* **Data extracts**:
//! Seeded 2D noise.

use ::noise::{NoiseFn, Perlin};

/// Deterministic 2D scalar noise in [-1, 1].
///
/// Two sources built from the same seed produce identical samples; there is
/// no state beyond the permutation table built at construction.
#[derive(Debug, Clone)]
pub struct NoiseSource {
    seed: u32,
    perlin: Perlin,
}

impl NoiseSource {
    /// Creates a noise source for the given seed.
    #[must_use]
    pub fn new(seed: u32) -> Self {
        Self {
            seed,
            perlin: Perlin::new(seed),
        }
    }

    /// Derives an independent channel from a base seed.
    #[must_use]
    pub fn channel(seed: u32, index: u32) -> Self {
        Self::new(seed.wrapping_add(index))
    }

    /// Returns the seed this source was built from.
    #[must_use]
    pub const fn seed(&self) -> u32 {
        self.seed
    }

    /// Samples the noise field.
    #[must_use]
    pub fn sample(&self, x: f64, y: f64) -> f64 {
        self.perlin.get([x, y]).clamp(-1.0, 1.0)
    }

    /// Samples the noise field remapped to [0, 1].
    #[must_use]
    pub fn sample01(&self, x: f64, y: f64) -> f64 {
        (self.sample(x, y) + 1.0) * 0.5
    }
}

#[cfg(test)]
mod tests {
    use super::*;

    #[test]
    fn test_same_seed_same_samples() {
        let a = NoiseSource::new(7);
        let b = NoiseSource::new(7);
        for i in 0..200 {
            let x = f64::from(i) * 0.173;
            let y = f64::from(i) * -0.311 + 50.5;
            assert_eq!(a.sample(x, y).to_bits(), b.sample(x, y).to_bits());
        }
    }

    #[test]
    fn test_samples_in_range() {
        let source = NoiseSource::new(1234);
        for i in 0..1000 {
            let v = source.sample(f64::from(i) * 0.37, f64::from(i) * 0.11 + 0.5);
            assert!((-1.0..=1.0).contains(&v));
            let r = source.sample01(f64::from(i) * 0.37, 3.25);
            assert!((0.0..=1.0).contains(&r));
        }
    }

    #[test]
    fn test_call_order_does_not_matter() {
        let source = NoiseSource::new(99);
        let first = source.sample(1.25, 2.5);
        let _ = source.sample(100.0, -4.75);
        assert_eq!(source.sample(1.25, 2.5).to_bits(), first.to_bits());
    }

    #[test]
    fn test_channels_differ() {
        let a = NoiseSource::channel(42, 0);
        let b = NoiseSource::channel(42, 1);
        let differs = (0..50).any(|i| {
            let x = f64::from(i) * 0.41 + 0.13;
            a.sample(x, 0.5) != b.sample(x, 0.5)
        });
        assert!(differs);
    }
}
//! # Verdant World
//!
//! Procedural tile world for Verdant.
//!
//! This crate handles:
//! - Deterministic layered chunk synthesis (terrain, caves, flora)
//! - Memoized, mutable chunk storage
//! - Streaming a window of chunks around the observer
//! - Mining tiles with mutations that persist across reloads

#![warn(missing_docs)]
#![warn(clippy::all)]
#![deny(clippy::unwrap_used)]

pub mod cache;
pub mod chunk;
pub mod config;
pub mod flora;
pub mod generation;
pub mod mining;
pub mod noise;
pub mod streaming;
pub mod window;

/// Prelude for convenient imports
pub mod prelude {
    pub use crate::cache::*;
    pub use crate::chunk::*;
    pub use crate::config::*;
    pub use crate::flora::{FloraParams, FloraPass, Placement};
    pub use crate::generation::*;
    pub use crate::mining::*;
    pub use crate::noise::*;
    pub use crate::streaming::*;
    pub use crate::window::*;
}

pub use prelude::*;

#[cfg(test)]
mod tests {
    use super::*;
    use verdant_common::{Biome, ChunkCoord, Layer, TileId};

    #[test]
    fn test_streamer_from_default_config() {
        let mut config = WorldConfig::default();
        config.validate();
        let mut streamer = ChunkStreamer::from_config(&config);
        let (px, py) = streamer.spawn_point(config.start_chunk_x);
        let update = streamer
            .update_observer_position(px, py)
            .expect("initial load");
        assert_eq!(update.loaded.len(), 25);
        assert_eq!(streamer.cache().len(), 25);
    }

    #[test]
    fn test_regenerated_chunk_matches_streamed_chunk() {
        let config = WorldConfig::default();
        let mut streamer = ChunkStreamer::from_config(&config);
        let coord = ChunkCoord::new(1, 5);
        streamer.on_observer_moved(coord).expect("initial load");

        let fresh = TerrainSynthesizer::new(config.seed, config.dims(), config.generation.clone())
            .generate(coord, Biome::Forest);
        let cached = streamer.cache().get(coord).expect("loaded");
        assert_eq!(cached, &fresh);
        assert!(fresh.layer(Layer::Ground).tiles().contains(&TileId::SurfaceForest));
    }
}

* **What is required**: Having read the records above, reproduce each one exactly.

* **Finished exercise**:
//! Seeded 2D noise.

use ::noise::{NoiseFn, Perlin};

/// Deterministic 2D scalar noise in [-1, 1].
///
/// Two sources built from the same seed produce identical samples; there is
/// no state beyond the permutation table built at construction.
#[derive(Debug, Clone)]
pub struct NoiseSource {
    seed: u32,
    perlin: Perlin,
}

impl NoiseSource {
    /// Creates a noise source for the given seed.
    #[must_use]
    pub fn new(seed: u32) -> Self {
        Self {
            seed,
            perlin: Perlin::new(seed),
        }
    }

    /// Derives an independent channel from a base seed.
    #[must_use]
    pub fn channel(seed: u32, index: u32) -> Self {
        Self::new(seed.wrapping_add(index))
    }

    /// Returns the seed this source was built from.
    #[must_use]
    pub const fn seed(&self) -> u32 {
        self.seed
    }

    /// Samples the noise field.
    #[must_use]
    pub fn sample(&self, x: f64, y: f64) -> f64 {
        self.perlin.get([x, y]).clamp(-1.0, 1.0)
    }

    /// Samples the noise field remapped to [0, 1].
    #[must_use]
    pub fn sample01(&self, x: f64, y: f64) -> f64 {
        (self.sample(x, y) + 1.0) * 0.5
    }
}

#[cfg(test)]
mod tests {
    use super::*;

    #[test]
    fn test_same_seed_same_samples() {
        let a = NoiseSource::new(7);
        let b = NoiseSource::new(7);
        for i in 0..200 {
            let x = f64::from(i) * 0.173;
            let y = f64::from(i) * -0.311 + 50.5;
            assert_eq!(a.sample(x, y).to_bits(), b.sample(x, y).to_bits());
        }
    }

    #[test]
    fn test_samples_in_range() {
        let source = NoiseSource::new(1234);
        for i in 0..1000 {
            let v = source.sample(f64::from(i) * 0.37, f64::from(i) * 0.11 + 0.5);
            assert!((-1.0..=1.0).contains(&v));
            let r = source.sample01(f64::from(i) * 0.37, 3.25);
            assert!((0.0..=1.0).contains(&r));
        }
    }

    #[test]
    fn test_call_order_does_not_matter() {
        let source = NoiseSource::new(99);
        let first = source.sample(1.25, 2.5);
        let _ = source.sample(100.0, -4.75);
        assert_eq!(source.sample(1.25, 2.5).to_bits(), first.to_bits());
    }

    #[test]
    fn test_channels_differ() {
        let a = NoiseSource::channel(42, 0);
        let b = NoiseSource::channel(42, 1);
        let differs = (0..50).any(|i| {
            let x = f64::from(i) * 0.41 + 0.13;
            a.sample(x, 0.5) != b.sample(x, 0.5)
        });
        assert!(differs);
    }
}
//! # Verdant World
//!
//! Procedural tile world for Verdant.
//!
//! This crate handles:
//! - Deterministic layered chunk synthesis (terrain, caves, flora)
//! - Memoized, mutable chunk storage
//! - Streaming a window of chunks around the observer
//! - Mining tiles with mutations that persist across reloads

#![warn(missing_docs)]
#![warn(clippy::all)]
#![deny(clippy::unwrap_used)]

pub mod cache;
pub mod chunk;
pub mod config;
pub mod flora;
pub mod generation;
pub mod mining;
pub mod noise;
pub mod streaming;
pub mod window;

/// Prelude for convenient imports
pub mod prelude {
    pub use crate::cache::*;
    pub use crate::chunk::*;
    pub use crate::config::*;
    pub use crate::flora::{FloraParams, FloraPass, Placement};
    pub use crate::generation::*;
    pub use crate::mining::*;
    pub use crate::noise::*;
    pub use crate::streaming::*;
    pub use crate::window::*;
}

pub use prelude::*;

#[cfg(test)]
mod tests {
    use super::*;
    use verdant_common::{Biome, ChunkCoord, Layer, TileId};

    #[test]
    fn test_streamer_from_default_config() {
        let mut config = WorldConfig::default();
        config.validate();
        let mut streamer = ChunkStreamer::from_config(&config);
        let (px, py) = streamer.spawn_point(config.start_chunk_x);
        let update = streamer
            .update_observer_position(px, py)
            .expect("initial load");
        assert_eq!(update.loaded.len(), 25);
        assert_eq!(streamer.cache().len(), 25);
    }

    #[test]
    fn test_regenerated_chunk_matches_streamed_chunk() {
        let config = WorldConfig::default();
        let mut streamer = ChunkStreamer::from_config(&config);
        let coord = ChunkCoord::new(1, 5);
        streamer.on_observer_moved(coord).expect("initial load");

        let fresh = TerrainSynthesizer::new(config.seed, config.dims(), config.generation.clone())
            .generate(coord, Biome::Forest);
        let cached = streamer.cache().get(coord).expect("loaded");
        assert_eq!(cached, &fresh);
        assert!(fresh.layer(Layer::Ground).tiles().contains(&TileId::SurfaceForest));
    }
}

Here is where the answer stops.